- [What the task asks] The full set of records must be printed exactly as given.

- [Provided material]

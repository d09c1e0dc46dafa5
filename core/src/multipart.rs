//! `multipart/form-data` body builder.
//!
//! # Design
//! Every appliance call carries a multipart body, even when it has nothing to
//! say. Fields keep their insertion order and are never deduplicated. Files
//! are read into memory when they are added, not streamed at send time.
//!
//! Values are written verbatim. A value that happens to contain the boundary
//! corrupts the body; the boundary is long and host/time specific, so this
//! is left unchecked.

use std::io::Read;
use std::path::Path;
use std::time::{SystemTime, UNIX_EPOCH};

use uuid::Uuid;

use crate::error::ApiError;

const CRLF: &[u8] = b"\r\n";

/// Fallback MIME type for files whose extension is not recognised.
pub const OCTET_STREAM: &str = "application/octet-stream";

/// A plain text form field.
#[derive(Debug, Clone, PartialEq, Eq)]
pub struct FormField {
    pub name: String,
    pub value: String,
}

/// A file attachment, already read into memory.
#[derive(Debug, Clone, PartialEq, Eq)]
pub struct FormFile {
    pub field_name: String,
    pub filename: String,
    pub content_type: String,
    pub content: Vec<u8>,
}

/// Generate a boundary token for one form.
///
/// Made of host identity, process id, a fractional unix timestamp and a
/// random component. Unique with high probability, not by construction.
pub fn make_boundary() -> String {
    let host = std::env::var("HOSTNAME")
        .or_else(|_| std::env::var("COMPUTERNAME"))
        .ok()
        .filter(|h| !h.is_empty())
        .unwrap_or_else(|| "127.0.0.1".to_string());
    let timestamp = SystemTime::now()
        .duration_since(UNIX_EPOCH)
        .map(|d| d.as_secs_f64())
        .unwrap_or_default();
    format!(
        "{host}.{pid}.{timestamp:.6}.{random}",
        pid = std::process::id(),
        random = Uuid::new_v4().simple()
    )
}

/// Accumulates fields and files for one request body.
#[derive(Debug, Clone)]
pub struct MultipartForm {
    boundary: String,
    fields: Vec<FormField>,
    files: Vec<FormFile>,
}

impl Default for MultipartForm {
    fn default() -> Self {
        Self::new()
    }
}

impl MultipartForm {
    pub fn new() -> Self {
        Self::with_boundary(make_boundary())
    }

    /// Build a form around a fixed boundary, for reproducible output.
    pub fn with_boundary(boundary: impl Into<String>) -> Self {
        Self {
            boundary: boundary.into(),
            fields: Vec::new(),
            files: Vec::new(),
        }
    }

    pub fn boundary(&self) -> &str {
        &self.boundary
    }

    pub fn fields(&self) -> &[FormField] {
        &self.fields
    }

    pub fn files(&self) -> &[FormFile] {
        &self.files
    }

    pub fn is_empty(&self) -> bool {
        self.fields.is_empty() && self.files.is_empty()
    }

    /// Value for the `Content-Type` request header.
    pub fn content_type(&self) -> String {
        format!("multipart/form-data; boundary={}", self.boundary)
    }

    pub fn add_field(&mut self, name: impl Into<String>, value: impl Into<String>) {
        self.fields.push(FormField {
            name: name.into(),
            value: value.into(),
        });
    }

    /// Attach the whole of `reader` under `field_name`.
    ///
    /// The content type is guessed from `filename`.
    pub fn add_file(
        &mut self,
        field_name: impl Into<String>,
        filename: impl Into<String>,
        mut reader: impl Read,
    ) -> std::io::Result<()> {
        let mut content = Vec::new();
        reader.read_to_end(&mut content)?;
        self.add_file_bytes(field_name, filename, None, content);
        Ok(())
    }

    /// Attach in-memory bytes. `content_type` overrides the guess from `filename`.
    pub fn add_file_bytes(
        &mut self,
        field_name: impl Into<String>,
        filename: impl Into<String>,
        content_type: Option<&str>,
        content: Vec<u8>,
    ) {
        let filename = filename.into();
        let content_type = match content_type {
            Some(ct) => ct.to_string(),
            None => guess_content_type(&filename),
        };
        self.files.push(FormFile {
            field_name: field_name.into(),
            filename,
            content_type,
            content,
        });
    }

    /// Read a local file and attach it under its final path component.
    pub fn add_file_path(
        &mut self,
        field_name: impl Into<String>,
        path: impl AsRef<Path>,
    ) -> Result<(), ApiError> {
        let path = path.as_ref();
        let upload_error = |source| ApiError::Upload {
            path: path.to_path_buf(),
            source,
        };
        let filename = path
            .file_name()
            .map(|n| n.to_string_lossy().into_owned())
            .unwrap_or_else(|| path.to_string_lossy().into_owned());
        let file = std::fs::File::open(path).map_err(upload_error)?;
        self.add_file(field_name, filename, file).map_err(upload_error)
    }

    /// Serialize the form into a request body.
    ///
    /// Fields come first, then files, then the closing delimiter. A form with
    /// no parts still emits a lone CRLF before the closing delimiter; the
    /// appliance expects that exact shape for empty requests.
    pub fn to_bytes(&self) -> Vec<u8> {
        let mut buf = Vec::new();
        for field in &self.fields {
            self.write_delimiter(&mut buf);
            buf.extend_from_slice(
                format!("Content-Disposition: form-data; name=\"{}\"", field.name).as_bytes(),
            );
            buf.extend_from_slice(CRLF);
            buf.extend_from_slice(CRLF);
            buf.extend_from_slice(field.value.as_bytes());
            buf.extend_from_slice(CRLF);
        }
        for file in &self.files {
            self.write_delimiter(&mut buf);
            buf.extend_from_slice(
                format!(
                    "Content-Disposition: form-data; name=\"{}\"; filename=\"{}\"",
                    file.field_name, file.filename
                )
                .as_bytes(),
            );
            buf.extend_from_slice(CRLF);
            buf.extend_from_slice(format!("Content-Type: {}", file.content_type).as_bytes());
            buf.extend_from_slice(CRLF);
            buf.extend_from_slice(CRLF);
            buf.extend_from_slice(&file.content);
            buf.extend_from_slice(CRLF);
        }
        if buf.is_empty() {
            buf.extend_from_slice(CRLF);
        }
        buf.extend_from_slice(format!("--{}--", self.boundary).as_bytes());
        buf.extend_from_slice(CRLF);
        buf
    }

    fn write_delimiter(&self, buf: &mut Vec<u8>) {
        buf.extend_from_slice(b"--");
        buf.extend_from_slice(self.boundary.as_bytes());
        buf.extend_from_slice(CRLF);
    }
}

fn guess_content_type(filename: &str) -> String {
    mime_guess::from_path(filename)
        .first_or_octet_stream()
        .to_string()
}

- [Result of the exercise]
repository d09c1e0dc46dafa5
filename core/src/multipart.rs
//! `multipart/form-data` body builder.
//!
//! # Design
//! Every appliance call carries a multipart body, even when it has nothing to
//! say. Fields keep their insertion order and are never deduplicated. Files
//! are read into memory when they are added, not streamed at send time.
//!
//! Values are written verbatim. A value that happens to contain the boundary
//! corrupts the body; the boundary is long and host/time specific, so this
//! is left unchecked.

use std::io::Read;
use std::path::Path;
use std::time::{SystemTime, UNIX_EPOCH};

use uuid::Uuid;

use crate::error::ApiError;

const CRLF: &[u8] = b"\r\n";

/// Fallback MIME type for files whose extension is not recognised.
pub const OCTET_STREAM: &str = "application/octet-stream";

/// A plain text form field.
#[derive(Debug, Clone, PartialEq, Eq)]
pub struct FormField {
    pub name: String,
    pub value: String,
}

/// A file attachment, already read into memory.
#[derive(Debug, Clone, PartialEq, Eq)]
pub struct FormFile {
    pub field_name: String,
    pub filename: String,
    pub content_type: String,
    pub content: Vec<u8>,
}

/// Generate a boundary token for one form.
///
/// Made of host identity, process id, a fractional unix timestamp and a
/// random component. Unique with high probability, not by construction.
pub fn make_boundary() -> String {
    let host = std::env::var("HOSTNAME")
        .or_else(|_| std::env::var("COMPUTERNAME"))
        .ok()
        .filter(|h| !h.is_empty())
        .unwrap_or_else(|| "127.0.0.1".to_string());
    let timestamp = SystemTime::now()
        .duration_since(UNIX_EPOCH)
        .map(|d| d.as_secs_f64())
        .unwrap_or_default();
    format!(
        "{host}.{pid}.{timestamp:.6}.{random}",
        pid = std::process::id(),
        random = Uuid::new_v4().simple()
    )
}

/// Accumulates fields and files for one request body.
#[derive(Debug, Clone)]
pub struct MultipartForm {
    boundary: String,
    fields: Vec<FormField>,
    files: Vec<FormFile>,
}

impl Default for MultipartForm {
    fn default() -> Self {
        Self::new()
    }
}

impl MultipartForm {
    pub fn new() -> Self {
        Self::with_boundary(make_boundary())
    }

    /// Build a form around a fixed boundary, for reproducible output.
    pub fn with_boundary(boundary: impl Into<String>) -> Self {
        Self {
            boundary: boundary.into(),
            fields: Vec::new(),
            files: Vec::new(),
        }
    }

    pub fn boundary(&self) -> &str {
        &self.boundary
    }

    pub fn fields(&self) -> &[FormField] {
        &self.fields
    }

    pub fn files(&self) -> &[FormFile] {
        &self.files
    }

    pub fn is_empty(&self) -> bool {
        self.fields.is_empty() && self.files.is_empty()
    }

    /// Value for the `Content-Type` request header.
    pub fn content_type(&self) -> String {
        format!("multipart/form-data; boundary={}", self.boundary)
    }

    pub fn add_field(&mut self, name: impl Into<String>, value: impl Into<String>) {
        self.fields.push(FormField {
            name: name.into(),
            value: value.into(),
        });
    }

    /// Attach the whole of `reader` under `field_name`.
    ///
    /// The content type is guessed from `filename`.
    pub fn add_file(
        &mut self,
        field_name: impl Into<String>,
        filename: impl Into<String>,
        mut reader: impl Read,
    ) -> std::io::Result<()> {
        let mut content = Vec::new();
        reader.read_to_end(&mut content)?;
        self.add_file_bytes(field_name, filename, None, content);
        Ok(())
    }

    /// Attach in-memory bytes. `content_type` overrides the guess from `filename`.
    pub fn add_file_bytes(
        &mut self,
        field_name: impl Into<String>,
        filename: impl Into<String>,
        content_type: Option<&str>,
        content: Vec<u8>,
    ) {
        let filename = filename.into();
        let content_type = match content_type {
            Some(ct) => ct.to_string(),
            None => guess_content_type(&filename),
        };
        self.files.push(FormFile {
            field_name: field_name.into(),
            filename,
            content_type,
            content,
        });
    }

    /// Read a local file and attach it under its final path component.
    pub fn add_file_path(
        &mut self,
        field_name: impl Into<String>,
        path: impl AsRef<Path>,
    ) -> Result<(), ApiError> {
        let path = path.as_ref();
        let upload_error = |source| ApiError::Upload {
            path: path.to_path_buf(),
            source,
        };
        let filename = path
            .file_name()
            .map(|n| n.to_string_lossy().into_owned())
            .unwrap_or_else(|| path.to_string_lossy().into_owned());
        let file = std::fs::File::open(path).map_err(upload_error)?;
        self.add_file(field_name, filename, file).map_err(upload_error)
    }

    /// Serialize the form into a request body.
    ///
    /// Fields come first, then files, then the closing delimiter. A form with
    /// no parts still emits a lone CRLF before the closing delimiter; the
    /// appliance expects that exact shape for empty requests.
    pub fn to_bytes(&self) -> Vec<u8> {
        let mut buf = Vec::new();
        for field in &self.fields {
            self.write_delimiter(&mut buf);
            buf.extend_from_slice(
                format!("Content-Disposition: form-data; name=\"{}\"", field.name).as_bytes(),
            );
            buf.extend_from_slice(CRLF);
            buf.extend_from_slice(CRLF);
            buf.extend_from_slice(field.value.as_bytes());
            buf.extend_from_slice(CRLF);
        }
        for file in &self.files {
            self.write_delimiter(&mut buf);
            buf.extend_from_slice(
                format!(
                    "Content-Disposition: form-data; name=\"{}\"; filename=\"{}\"",
                    file.field_name, file.filename
                )
                .as_bytes(),
            );
            buf.extend_from_slice(CRLF);
            buf.extend_from_slice(format!("Content-Type: {}", file.content_type).as_bytes());
            buf.extend_from_slice(CRLF);
            buf.extend_from_slice(CRLF);
            buf.extend_from_slice(&file.content);
            buf.extend_from_slice(CRLF);
        }
        if buf.is_empty() {
            buf.extend_from_slice(CRLF);
        }
        buf.extend_from_slice(format!("--{}--", self.boundary).as_bytes());
        buf.extend_from_slice(CRLF);
        buf
    }

    fn write_delimiter(&self, buf: &mut Vec<u8>) {
        buf.extend_from_slice(b"--");
        buf.extend_from_slice(self.boundary.as_bytes());
        buf.extend_from_slice(CRLF);
    }
}

fn guess_content_type(filename: &str) -> String {
    mime_guess::from_path(filename)
        .first_or_octet_stream()
        .to_string()
}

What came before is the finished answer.